/---

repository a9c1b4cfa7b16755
use std::fmt;

/// Which programs count as usable when the last reload failed.
#[derive(Debug, Default, Copy, Clone, Eq, PartialEq)]
pub enum ReloadPolicy {
    /// Only programs whose latest build succeeded run.
    #[default]
    SkipInvalid,
    /// A program that failed to reload keeps running its last linked pipeline.
    KeepLastGood,
}

/// State of one program as the planner sees it.
#[derive(Debug, Copy, Clone, Eq, PartialEq)]
pub struct ProgramState {
    pub valid: bool,
    pub has_last_good: bool,
}

impl ProgramState {
    pub const VALID: Self = Self { valid: true, has_last_good: true };
    pub const MISSING: Self = Self { valid: false, has_last_good: false };

    pub fn usable(self, policy: ReloadPolicy) -> bool {
        match policy {
            ReloadPolicy::SkipInvalid => self.valid,
            ReloadPolicy::KeepLastGood => self.valid || self.has_last_good,
        }
    }
}

/// Programs the frame depends on, in pass order.
#[derive(Debug, Copy, Clone, Eq, PartialEq)]
pub struct ProgramStates {
    pub sphere: ProgramState,
    pub list: ProgramState,
    pub surface: ProgramState,
}

/// Resource class made visible across a pass boundary.
#[derive(Debug, Copy, Clone, Eq, PartialEq)]
pub enum Barrier {
    /// Storage-buffer writes visible to later storage access.
    Storage,
    /// Render-target writes visible to texture fetches.
    TextureFetch,
    StorageAndTextureFetch,
}

#[derive(Debug, Copy, Clone, Eq, PartialEq)]
pub enum Step {
    Clear,
    Barrier(Barrier),
    Prepass,
    ListBuild,
    Resolve,
}

impl Step {
    pub fn program(self) -> Option<&'static str> {
        match self {
            Step::Prepass => Some("sphere"),
            Step::ListBuild => Some("list"),
            Step::Resolve => Some("surface"),
            Step::Clear | Step::Barrier(_) => None,
        }
    }
}

/// Why a frame stopped short of presenting.
#[derive(Debug, Copy, Clone, Eq, PartialEq)]
pub struct Skip {
    pub at: Step,
    pub program: &'static str,
}

impl fmt::Display for Skip {
    fn fmt(&self, f: &mut fmt::Formatter<'_>) -> fmt::Result {
        write!(f, "program `{}` is not usable, skipping from {:?}", self.program, self.at)
    }
}

const FULL_FRAME: [Step; 7] = [
    Step::Clear,
    Step::Barrier(Barrier::Storage),
    Step::Prepass,
    Step::Barrier(Barrier::TextureFetch),
    Step::ListBuild,
    Step::Barrier(Barrier::StorageAndTextureFetch),
    Step::Resolve,
];

/// Ordered steps of one frame.
#[derive(Debug, Clone, Eq, PartialEq)]
pub struct FramePlan {
    pub steps: Vec<Step>,
    pub skipped: Option<Skip>,
}

impl FramePlan {
    /// Full frame, truncated before the first pass whose program is unusable.
    /// Passes after it depend on its output and are dropped too.
    pub fn build(states: ProgramStates, policy: ReloadPolicy) -> Self {
        let mut steps = Vec::with_capacity(FULL_FRAME.len());
        for step in FULL_FRAME {
            let state = match step {
                Step::Prepass => Some(states.sphere),
                Step::ListBuild => Some(states.list),
                Step::Resolve => Some(states.surface),
                _ => None,
            };
            if state.is_some_and(|s| !s.usable(policy)) {
                // Drop a trailing barrier that no longer guards anything.
                if matches!(steps.last(), Some(Step::Barrier(_))) {
                    steps.pop();
                }
                return Self {
                    steps,
                    skipped: Some(Skip {
                        at: step,
                        program: step.program().unwrap_or("?"),
                    }),
                };
            }
            steps.push(step);
        }
        Self { steps, skipped: None }
    }

    /// True when the frame reaches the resolve pass and should be presented.
    pub fn presents(&self) -> bool {
        self.steps.last() == Some(&Step::Resolve)
    }

    pub fn runs(&self, step: Step) -> bool {
        self.steps.contains(&step)
    }
}
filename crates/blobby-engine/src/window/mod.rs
//! Window + runtime loop.
//!
//! Owns the `winit` EventLoop and the single viewer window, and wires them to
//! the GPU layer.

mod runtime;

pub use runtime::{Runtime, RuntimeConfig, RuntimeCtx};
use super::defines::Defines;
use super::error::ShaderError;

/// Global directives that must precede every declaration in WGSL.
const DIRECTIVES: [&str; 3] = ["enable", "requires", "diagnostic"];

/// Builds the text handed to the compiler for one stage.
///
/// Layout of the result:
/// 1. the leading comment block of `raw` is dropped (blank lines, `//` lines,
///    and `/* ... */` blocks),
/// 2. the global directives that follow it are copied unmodified,
/// 3. the rendered `defines` block,
/// 4. everything after the directives.
pub fn assemble_source(raw: &str, defines: &Defines) -> Result<String, ShaderError> {
    let block = defines.render()?;
    let lines: Vec<&str> = raw.lines().collect();

    let body_start = skip_leading_comments(&lines);
    let directives_end = body_start
        + lines[body_start..]
            .iter()
            .take_while(|l| is_directive(l))
            .count();

    let mut out = String::with_capacity(raw.len() + block.len() + 1);
    for line in &lines[body_start..directives_end] {
        out.push_str(line);
        out.push('\n');
    }
    out.push_str(&block);
    for line in &lines[directives_end..] {
        out.push_str(line);
        out.push('\n');
    }
    Ok(out)
}

fn skip_leading_comments(lines: &[&str]) -> usize {
    let mut i = 0;
    while i < lines.len() {
        let line = lines[i].trim();
        if line.is_empty() || line.starts_with("//") {
            i += 1;
        } else if line.starts_with("/*") {
            // Consume through the line that closes the block.
            let opened_at = i;
            let closes_here = line[2..].contains("*/");
            i += 1;
            if !closes_here {
                while i < lines.len() && !lines[i].contains("*/") {
                    i += 1;
                }
                i += 1;
            }
            if i > lines.len() {
                log::warn!("unterminated block comment starting at line {}", opened_at + 1);
                return lines.len();
            }
        } else {
            break;
        }
    }
    i
}

fn is_directive(line: &str) -> bool {
    let line = line.trim_start();
    DIRECTIVES.iter().any(|d| {
        line.strip_prefix(d)
            .is_some_and(|rest| rest.starts_with(|c: char| c.is_whitespace() || c == '('))
    })
}

#[cfg(test)]
mod tests {
    use super::*;

    fn defines() -> Defines {
        Defines::new().with("CAPACITY", 8u32)
    }

    #[test]
    fn defines_go_first_without_directives() {
        let out = assemble_source("fn f() {}\n", &defines()).unwrap();
        assert_eq!(out, "const CAPACITY = 8u;\nfn f() {}\n");
    }

    #[test]
    fn leading_line_comments_are_dropped() {
        let raw = "// header\n// more\n\nfn f() {}\n";
        let out = assemble_source(raw, &defines()).unwrap();
        assert_eq!(out, "const CAPACITY = 8u;\nfn f() {}\n");
    }

    #[test]
    fn leading_block_comment_is_dropped() {
        let raw = "/*\n * license\n */\nfn f() {}\n";
        let out = assemble_source(raw, &defines()).unwrap();
        assert_eq!(out, "const CAPACITY = 8u;\nfn f() {}\n");
    }

    #[test]
    fn single_line_block_comment() {
        let raw = "/* one */\nfn f() {}\n";
        let out = assemble_source(raw, &Defines::new()).unwrap();
        assert_eq!(out, "fn f() {}\n");
    }

    #[test]
    fn directives_kept_before_defines() {
        let raw = "// c\nenable f16;\ndiagnostic(off, derivative_uniformity);\nfn f() {}\n";
        let out = assemble_source(raw, &defines()).unwrap();
        assert_eq!(
            out,
            "enable f16;\ndiagnostic(off, derivative_uniformity);\nconst CAPACITY = 8u;\nfn f() {}\n"
        );
    }

    #[test]
    fn comments_after_body_start_are_kept() {
        let raw = "fn f() {}\n// trailing\n";
        let out = assemble_source(raw, &Defines::new()).unwrap();
        assert_eq!(out, raw);
    }

    #[test]
    fn identifier_starting_with_directive_word_is_body() {
        let raw = "enabled_thing();\n";
        assert!(!is_directive(raw));
        let out = assemble_source("const enabled = 1;\n", &defines()).unwrap();
        assert!(out.starts_with("const CAPACITY"));
    }

    #[test]
    fn unterminated_comment_swallows_everything() {
        let out = assemble_source("/* never closed\nfn f() {}\n", &defines()).unwrap();
        assert_eq!(out, "const CAPACITY = 8u;\n");
    }

    #[test]
    fn bad_define_propagates() {
        let d = Defines::new().flag("not valid");
        assert!(assemble_source("fn f() {}", &d).is_err());
    }
}
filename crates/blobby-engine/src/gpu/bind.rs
use std::cell::{Cell, RefCell};
use std::collections::HashMap;

/// A resource that can be bound to a named target.
#[derive(Debug, Copy, Clone)]
pub enum BindResource<'a> {
    Buffer(&'a wgpu::Buffer),
    View(&'a wgpu::TextureView),
    Sampler(&'a wgpu::Sampler),
}

impl<'a> BindResource<'a> {
    pub fn binding_resource(self) -> wgpu::BindingResource<'a> {
        match self {
            BindResource::Buffer(b) => b.as_entire_binding(),
            BindResource::View(v) => wgpu::BindingResource::TextureView(v),
            BindResource::Sampler(s) => wgpu::BindingResource::Sampler(s),
        }
    }
}

#[derive(Debug, Clone, PartialEq, Eq, thiserror::Error)]
pub enum BindError {
    #[error("nothing is bound to `{0}`")]
    Unbound(String),
}

/// Named binding targets for one frame.
///
/// Binding is scoped: `bind` returns a [`BindGuard`] and the target is released
/// when the guard drops. Binds to the same target are last-wins; an older guard
/// dropping afterwards leaves the newer binding in place. Different targets are
/// independent, so one resource may sit on several targets at once.
pub struct BindTable<R> {
    slots: RefCell<HashMap<String, (u64, R)>>,
    next_token: Cell<u64>,
}

impl<R> Default for BindTable<R> {
    fn default() -> Self {
        Self {
            slots: RefCell::new(HashMap::new()),
            next_token: Cell::new(0),
        }
    }
}

impl<R: Clone> BindTable<R> {
    pub fn new() -> Self {
        Self::default()
    }

    /// Binds `resource` to `target` until the returned guard is dropped.
    #[must_use = "the binding is released as soon as the guard is dropped"]
    pub fn bind(&self, target: &str, resource: R) -> BindGuard<'_, R> {
        let token = self.next_token.get();
        self.next_token.set(token + 1);

        self.slots
            .borrow_mut()
            .insert(target.to_string(), (token, resource));

        BindGuard {
            table: self,
            target: target.to_string(),
            token,
        }
    }

    /// Returns the resource currently bound to `target`.
    pub fn resolve(&self, target: &str) -> Result<R, BindError> {
        self.slots
            .borrow()
            .get(target)
            .map(|(_, r)| r.clone())
            .ok_or_else(|| BindError::Unbound(target.to_string()))
    }

    pub fn is_bound(&self, target: &str) -> bool {
        self.slots.borrow().contains_key(target)
    }

    pub fn bound_count(&self) -> usize {
        self.slots.borrow().len()
    }

    fn release(&self, target: &str, token: u64) {
        let mut slots = self.slots.borrow_mut();
        if slots.get(target).is_some_and(|(t, _)| *t == token) {
            slots.remove(target);
        }
    }
}

/// Scoped binding. Dropping it unbinds the target unless a newer bind replaced it.
///
/// Moving the guard moves the release obligation with it.
pub struct BindGuard<'t, R: Clone> {
    table: &'t BindTable<R>,
    target: String,
    token: u64,
}

impl<R: Clone> BindGuard<'_, R> {
    pub fn target(&self) -> &str {
        &self.target
    }
}

impl<R: Clone> Drop for BindGuard<'_, R> {
    fn drop(&mut self) {
        self.table.release(&self.target, self.token);
    }
}

#[cfg(test)]
mod tests {
    use super::*;

    // ── scope ─────────────────────────────────────────────────────────────

    #[test]
    fn guard_unbinds_on_scope_exit() {
        let table = BindTable::new();
        {
            let _g = table.bind("ssbo", 1u32);
            assert_eq!(table.resolve("ssbo"), Ok(1));
        }
        assert_eq!(table.resolve("ssbo"), Err(BindError::Unbound("ssbo".into())));
    }

    #[test]
    fn guard_unbinds_on_early_return() {
        fn bind_and_bail(table: &BindTable<u32>) -> Option<()> {
            let _g = table.bind("ssbo", 7);
            let missing: Option<()> = None;
            missing?;
            Some(())
        }

        let table = BindTable::new();
        assert!(bind_and_bail(&table).is_none());
        assert!(!table.is_bound("ssbo"));
    }

    // ── move ──────────────────────────────────────────────────────────────

    #[test]
    fn moved_guard_releases_exactly_once() {
        let table = BindTable::new();
        let g = table.bind("vbo", 3u32);

        let mut held = Vec::new();
        held.push(g);
        assert!(table.is_bound("vbo"));

        let g = held.pop().unwrap();
        assert!(table.is_bound("vbo"));
        drop(g);
        assert!(!table.is_bound("vbo"));
    }

    // ── targets ───────────────────────────────────────────────────────────

    #[test]
    fn same_resource_on_two_targets() {
        let table = BindTable::new();
        let _a = table.bind("storage", "mirror");
        let _b = table.bind("vertex", "mirror");
        assert_eq!(table.resolve("storage"), Ok("mirror"));
        assert_eq!(table.resolve("vertex"), Ok("mirror"));
        assert_eq!(table.bound_count(), 2);
    }

    #[test]
    fn same_target_is_last_wins() {
        let table = BindTable::new();
        let first = table.bind("ubo", 1u32);
        let second = table.bind("ubo", 2u32);
        assert_eq!(table.resolve("ubo"), Ok(2));

        // The stale guard must not unbind the newer resource.
        drop(first);
        assert_eq!(table.resolve("ubo"), Ok(2));

        drop(second);
        assert!(!table.is_bound("ubo"));
    }

    #[test]
    fn newer_guard_dropped_first_unbinds() {
        let table = BindTable::new();
        let first = table.bind("ubo", 1u32);
        let second = table.bind("ubo", 2u32);
        drop(second);
        // No reference counting: the older resource is not restored.
        assert!(!table.is_bound("ubo"));
        drop(first);
        assert!(!table.is_bound("ubo"));
    }
}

\---

Whenever the string "Unbound" turns up in a line of the data, copy that line.

    Unbound(String),
            .ok_or_else(|| BindError::Unbound(target.to_string()))
        assert_eq!(table.resolve("ssbo"), Err(BindError::Unbound("ssbo".into())));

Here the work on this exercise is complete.